Let's talk about input and input buffers. This will be a long post, much of which isn't specifically about Indivisible. It's actually... kind of a dumping ground of thoughts for things I talk about often.

In the few game communities I'm active in, I'm known for being a bit of a stickler about input. I do hold my own games to that standard, though. Even before I was considering adding an input buffer to Indivisible, I took pains to make sure you got what you pressed.
indivisiblerobustinputedit.gif

That's me running right with bare hands selected, then pressing left, down, attack and switch weapon in the same frame, then releasing all buttons the very next frame. I get a crouching, left facing, axe attack. And you might think, "Well, Kasumi, that's what's supposed to happen." But I've played games where I'd get a crouching, left facing, hands attack because the weapon switch was processed later on the frame. Or I'd get a standing, right facing attack because I wasn't yet facing right, and wasn't yet crouching when the attack button is pressed. Worse, I've played games where my press of attack doesn't trigger any kind of attack, because switching direction (or something else) ended logic for the object for that frame.
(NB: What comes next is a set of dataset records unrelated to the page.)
//! Connection source shared by every DAO backend.
//!
//! # Responsibility
//! - Own the database target (caller file path or private scratch database).
//! - Bootstrap schema exactly once, then hand out fresh configured connections.
//!
//! # Invariants
//! - Connections returned by [`DataSource::connect`] see a migrated schema.
//! - A scratch database lives in its own temporary directory and is removed
//!   when the source is dropped.
//! - Both targets use file locking; a unit of work blocked by another waits
//!   up to the busy timeout.

use super::open::{bootstrap_connection, configure_connection};
use super::{DbError, DbResult};
use crate::config::DataSourceConfig;
use log::{debug, error, info};
use rusqlite::Connection;
use std::fmt::{Debug, Formatter};
use std::path::{Path, PathBuf};
use std::time::{Duration, Instant};
use tempfile::TempDir;

/// Busy timeout applied when no configuration overrides it.
pub const DEFAULT_BUSY_TIMEOUT: Duration = Duration::from_secs(5);

const SCRATCH_FILE_NAME: &str = "daokit.sqlite3";

#[derive(Debug, Clone, PartialEq, Eq)]
enum Target {
    File(PathBuf),
    Scratch(PathBuf),
}

impl Target {
    fn path(&self) -> &Path {
        match self {
            Self::File(path) | Self::Scratch(path) => path,
        }
    }
}

/// Factory of SQLite connections for one database.
///
/// Each unit of work acquires its own connection from here and closes it
/// when done, unless it borrows an ambient scope connection instead.
pub struct DataSource {
    target: Target,
    busy_timeout: Duration,
    // Deleted on drop together with the scratch database inside it.
    _scratch_dir: Option<TempDir>,
}

impl DataSource {
    /// Creates a source for a database file, creating and migrating it if needed.
    pub fn file(path: impl AsRef<Path>) -> DbResult<Self> {
        Self::bootstrap(
            Target::File(path.as_ref().to_path_buf()),
            None,
            DEFAULT_BUSY_TIMEOUT,
        )
    }

    /// Creates a source for a fresh, private database that disappears with
    /// the source.
    pub fn in_memory() -> DbResult<Self> {
        Self::scratch(DEFAULT_BUSY_TIMEOUT)
    }

    /// Creates a source from startup configuration.
    ///
    /// `database_path = None` selects a private scratch database.
    pub fn from_config(config: &DataSourceConfig) -> DbResult<Self> {
        match config.database_path.as_ref() {
            Some(path) => Self::bootstrap(Target::File(path.clone()), None, config.busy_timeout()),
            None => Self::scratch(config.busy_timeout()),
        }
    }

    fn scratch(busy_timeout: Duration) -> DbResult<Self> {
        let dir = tempfile::Builder::new()
            .prefix("daokit-")
            .tempdir()
            .map_err(|err| DbError::Io {
                context: "create scratch database directory",
                source: err,
            })?;
        let target = Target::Scratch(dir.path().join(SCRATCH_FILE_NAME));
        Self::bootstrap(target, Some(dir), busy_timeout)
    }

    fn bootstrap(
        target: Target,
        scratch_dir: Option<TempDir>,
        busy_timeout: Duration,
    ) -> DbResult<Self> {
        let started_at = Instant::now();
        let label = describe_target(&target);
        info!("event=datasource_init module=db status=start target={label}");

        let result = open_target(&target)
            .map_err(Into::into)
            .and_then(|mut conn| bootstrap_connection(&mut conn, busy_timeout).map(|()| conn));

        if let Err(err) = result {
            error!(
                "event=datasource_init module=db status=error target={} duration_ms={} error={}",
                label,
                started_at.elapsed().as_millis(),
                err
            );
            return Err(err);
        }

        info!(
            "event=datasource_init module=db status=ok target={} duration_ms={}",
            label,
            started_at.elapsed().as_millis()
        );

        Ok(Self {
            target,
            busy_timeout,
            _scratch_dir: scratch_dir,
        })
    }

    /// Opens a new configured connection to the same database.
    ///
    /// The caller owns the connection and is responsible for closing it.
    pub fn connect(&self) -> DbResult<Connection> {
        let conn = open_target(&self.target)?;
        configure_connection(&conn, self.busy_timeout)?;
        debug!(
            "event=datasource_connect module=db status=ok target={}",
            describe_target(&self.target)
        );
        Ok(conn)
    }

    /// Returns whether this source owns a private scratch database.
    pub fn is_in_memory(&self) -> bool {
        matches!(self.target, Target::Scratch(_))
    }

    /// Returns the busy timeout applied to every connection.
    pub fn busy_timeout(&self) -> Duration {
        self.busy_timeout
    }

    /// Returns a log-safe description of the target database.
    pub fn describe(&self) -> String {
        describe_target(&self.target)
    }
}

impl Debug for DataSource {
    fn fmt(&self, f: &mut Formatter<'_>) -> std::fmt::Result {
        f.debug_struct("DataSource")
            .field("target", &self.target)
            .field("busy_timeout", &self.busy_timeout)
            .finish()
    }
}

fn open_target(target: &Target) -> rusqlite::Result<Connection> {
    Connection::open(target.path())
}

fn describe_target(target: &Target) -> String {
    match target {
        Target::File(path) => format!("file:{}", path.display()),
        Target::Scratch(path) => format!("scratch:{}", path.display()),
    }
}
One of the particular things I get on people about is filtering left+right and up+down. If you have code that's like, "If button right is held, add acceleration to character" and "if button left is held, subtract acceleration from character" this means if I'm running at any speed and press the opposite direction, the net of those two things is zero and I can move at a steady, slow rate. An else if fixes that particular problem but...
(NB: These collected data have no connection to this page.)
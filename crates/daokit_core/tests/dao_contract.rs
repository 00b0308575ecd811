use chrono::{NaiveDate, NaiveDateTime};
use daokit_core::{
    bet_mapper_registry, Bet, BetFinder, ContextDao, Dao, DataAccessKind, DataSource,
    ManagedDao, MapperDao, OrmTemplate, SessionDao, TemplateDao,
};

fn match_day(year: i32, month: u32, day: u32) -> NaiveDateTime {
    NaiveDate::from_ymd_opt(year, month, day)
        .unwrap()
        .and_hms_opt(12, 0, 0)
        .unwrap()
}

fn unsaved_bet() -> Bet {
    Bet::new("team1", "team2", "2:1", match_day(2013, 12, 18))
}

fn assert_crud_lifecycle<D: Dao<Bet>>(dao: &D) {
    assert!(dao.get_all().unwrap().is_empty());

    let saved = dao.save(&unsaved_bet()).unwrap();
    let id = saved.id.unwrap();
    assert_eq!(dao.get_identifier(&saved), Some(id));
    assert_eq!(saved.team1, "team1");
    assert_eq!(saved.bet_date, match_day(2013, 12, 18));

    let loaded = dao.find_one(Some(id)).unwrap().unwrap();
    assert_eq!(loaded, saved);

    let mut changed = loaded.clone();
    changed.score = "3:3".to_string();
    let updated = dao.update(&changed).unwrap();
    assert_eq!(updated.score, "3:3");
    assert_eq!(dao.find_one(Some(id)).unwrap().unwrap().score, "3:3");

    let all = dao.get_all().unwrap();
    assert_eq!(all, vec![updated.clone()]);

    dao.delete(&updated).unwrap();
    assert_eq!(dao.find_one(Some(id)).unwrap(), None);
    assert!(dao.get_all().unwrap().is_empty());
}

fn assert_rejects_missing_identifiers<D: Dao<Bet>>(dao: &D) {
    let unsaved = unsaved_bet();
    assert_eq!(dao.get_identifier(&unsaved), None);

    assert!(dao.find_one(None).unwrap_err().is_invalid_argument());
    assert!(dao.update(&unsaved).unwrap_err().is_invalid_argument());
    assert!(dao.delete(&unsaved).unwrap_err().is_invalid_argument());
}

fn assert_unknown_identifier_handling<D: Dao<Bet>>(dao: &D) {
    assert_eq!(dao.find_one(Some(999)).unwrap(), None);

    let ghost = Bet {
        id: Some(999),
        ..unsaved_bet()
    };
    let expected = DataAccessKind::NotFound {
        entity: "Bet",
        id: 999,
    };

    let update_err = dao.update(&ghost).unwrap_err();
    assert_eq!(update_err.data_access_kind(), Some(&expected));

    let delete_err = dao.delete(&ghost).unwrap_err();
    assert_eq!(delete_err.data_access_kind(), Some(&expected));

    assert!(dao.get_all().unwrap().is_empty());
}

fn assert_save_keeps_preset_identifiers<D: Dao<Bet>>(dao: &D) {
    let saved = dao.save(&unsaved_bet()).unwrap();
    let id = saved.id.unwrap();

    let duplicate = dao.save(&saved).unwrap_err();
    assert!(duplicate.is_backend());
    assert_eq!(dao.get_all().unwrap(), vec![saved.clone()]);

    let preset = Bet {
        id: Some(id + 100),
        ..unsaved_bet()
    };
    let inserted = dao.save(&preset).unwrap();
    assert_eq!(inserted.id, preset.id);
    assert_eq!(dao.find_one(preset.id).unwrap(), Some(inserted.clone()));

    dao.delete(&saved).unwrap();
    dao.delete(&inserted).unwrap();
    assert!(dao.get_all().unwrap().is_empty());
}

fn assert_contract<D: Dao<Bet>>(dao: &D) {
    assert_crud_lifecycle(dao);
    assert_rejects_missing_identifiers(dao);
    assert_unknown_identifier_handling(dao);
    assert_save_keeps_preset_identifiers(dao);
}

fn assert_finder_scenario<D: Dao<Bet> + BetFinder>(dao: &D) {
    let first = dao
        .save(&Bet::new("team1", "team2", "", match_day(2013, 12, 18)))
        .unwrap();
    let second = dao
        .save(&Bet::new("team1", "team2", "", match_day(2013, 12, 19)))
        .unwrap();
    let third = dao
        .save(&Bet::new("team1", "team2", "", match_day(2013, 12, 19)))
        .unwrap();

    let single = dao
        .find_bet_by_teams_and_date("team1", "team2", match_day(2013, 12, 18))
        .unwrap();
    assert_eq!(single, Some(first.clone()));

    let duplicate = dao
        .find_bet_by_teams_and_date("team1", "team2", match_day(2013, 12, 19))
        .unwrap_err();
    assert_eq!(
        duplicate.data_access_kind(),
        Some(&DataAccessKind::NonUniqueResult {
            entity: "Bet",
            count: 2
        })
    );

    let missing = dao
        .find_bet_by_teams_and_date("team1", "team2", match_day(2015, 12, 19))
        .unwrap();
    assert_eq!(missing, None);

    let by_teams = dao.find_bet_by_teams("team1", "team2").unwrap();
    assert_eq!(by_teams, vec![first, second, third]);

    assert!(dao.find_bet_by_teams("team2", "team1").unwrap().is_empty());
}

#[test]
fn session_dao_honours_contract() {
    let source = DataSource::in_memory().unwrap();
    assert_contract(&SessionDao::<Bet>::new(&source));
}

#[test]
fn context_dao_honours_contract() {
    let source = DataSource::in_memory().unwrap();
    assert_contract(&ContextDao::<Bet>::new(&source));
}

#[test]
fn mapper_dao_honours_contract() {
    let source = DataSource::in_memory().unwrap();
    assert_contract(&MapperDao::<Bet>::new(&source, bet_mapper_registry().unwrap()));
}

#[test]
fn template_dao_honours_contract() {
    let source = DataSource::in_memory().unwrap();
    assert_contract(&TemplateDao::<Bet>::new(&source));
}

#[test]
fn managed_dao_honours_contract() {
    let source = DataSource::in_memory().unwrap();
    assert_contract(&ManagedDao::<Bet>::new(OrmTemplate::new(&source)));
}

#[test]
fn session_dao_finders_follow_scenario() {
    let source = DataSource::in_memory().unwrap();
    assert_finder_scenario(&SessionDao::<Bet>::new(&source));
}

#[test]
fn context_dao_finders_follow_scenario() {
    let source = DataSource::in_memory().unwrap();
    assert_finder_scenario(&ContextDao::<Bet>::new(&source));
}

#[test]
fn mapper_dao_finders_follow_scenario() {
    let source = DataSource::in_memory().unwrap();
    assert_finder_scenario(&MapperDao::<Bet>::new(&source, bet_mapper_registry().unwrap()));
}

#[test]
fn template_dao_finders_follow_scenario() {
    let source = DataSource::in_memory().unwrap();
    assert_finder_scenario(&TemplateDao::<Bet>::new(&source));
}

#[test]
fn managed_dao_finders_follow_scenario() {
    let source = DataSource::in_memory().unwrap();
    assert_finder_scenario(&ManagedDao::<Bet>::new(OrmTemplate::new(&source)));
}

#[test]
fn adapters_share_one_data_source() {
    let source = DataSource::in_memory().unwrap();
    let session = SessionDao::<Bet>::new(&source);
    let template = TemplateDao::<Bet>::new(&source);

    let saved = session.save(&unsaved_bet()).unwrap();
    let loaded = template.find_one(saved.id).unwrap();
    assert_eq!(loaded, Some(saved));
}

#[test]
fn adapters_are_interchangeable_behind_dyn_dao() {
    let source = DataSource::in_memory().unwrap();
    let registry = bet_mapper_registry().unwrap();
    let session = SessionDao::<Bet>::new(&source);
    let context = ContextDao::<Bet>::new(&source);
    let mapper = MapperDao::<Bet>::new(&source, registry);
    let template = TemplateDao::<Bet>::new(&source);
    let managed = ManagedDao::<Bet>::new(OrmTemplate::new(&source));
    let daos: [&dyn Dao<Bet>; 5] = [&session, &context, &mapper, &template, &managed];

    for dao in &daos {
        dao.save(&unsaved_bet()).unwrap();
    }
    for dao in &daos {
        assert_eq!(dao.get_all().unwrap().len(), daos.len());
    }
}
If you have the code for acceleration in one place, and the code for which direction to face in another you can have the left facing run animation play while you're moving right. Here's Super Mario Bros:
mariomoonwalk.gif


Now, it might seem like you can just fix animation logic. "I get a left facing animation while running right in my game. I'll just switch the if statement priority for left and right in the code that controls the animation direction."

But no. Don't do that. Do it when you read the buttons. Because then you only have to do it ONCE, instead of having to think about the order for everything that handles right/left in your game.

Up+Down can provide the same hassles.
marioupdown.gif


(I promise I'm not picking on Super Mario Bros, it's just a game where I know this happens that isn't an unreleased indie game I'm not comfortable sharing.)

A lot of older games don't filter left+right, because... there's a d-pad. The d-pad should PHYSICALLY prevent it from happening. Here's the lesson: Never trust hardware when you're a programmer. Never trust user input. Only pass input to anything once you've verified it's clean.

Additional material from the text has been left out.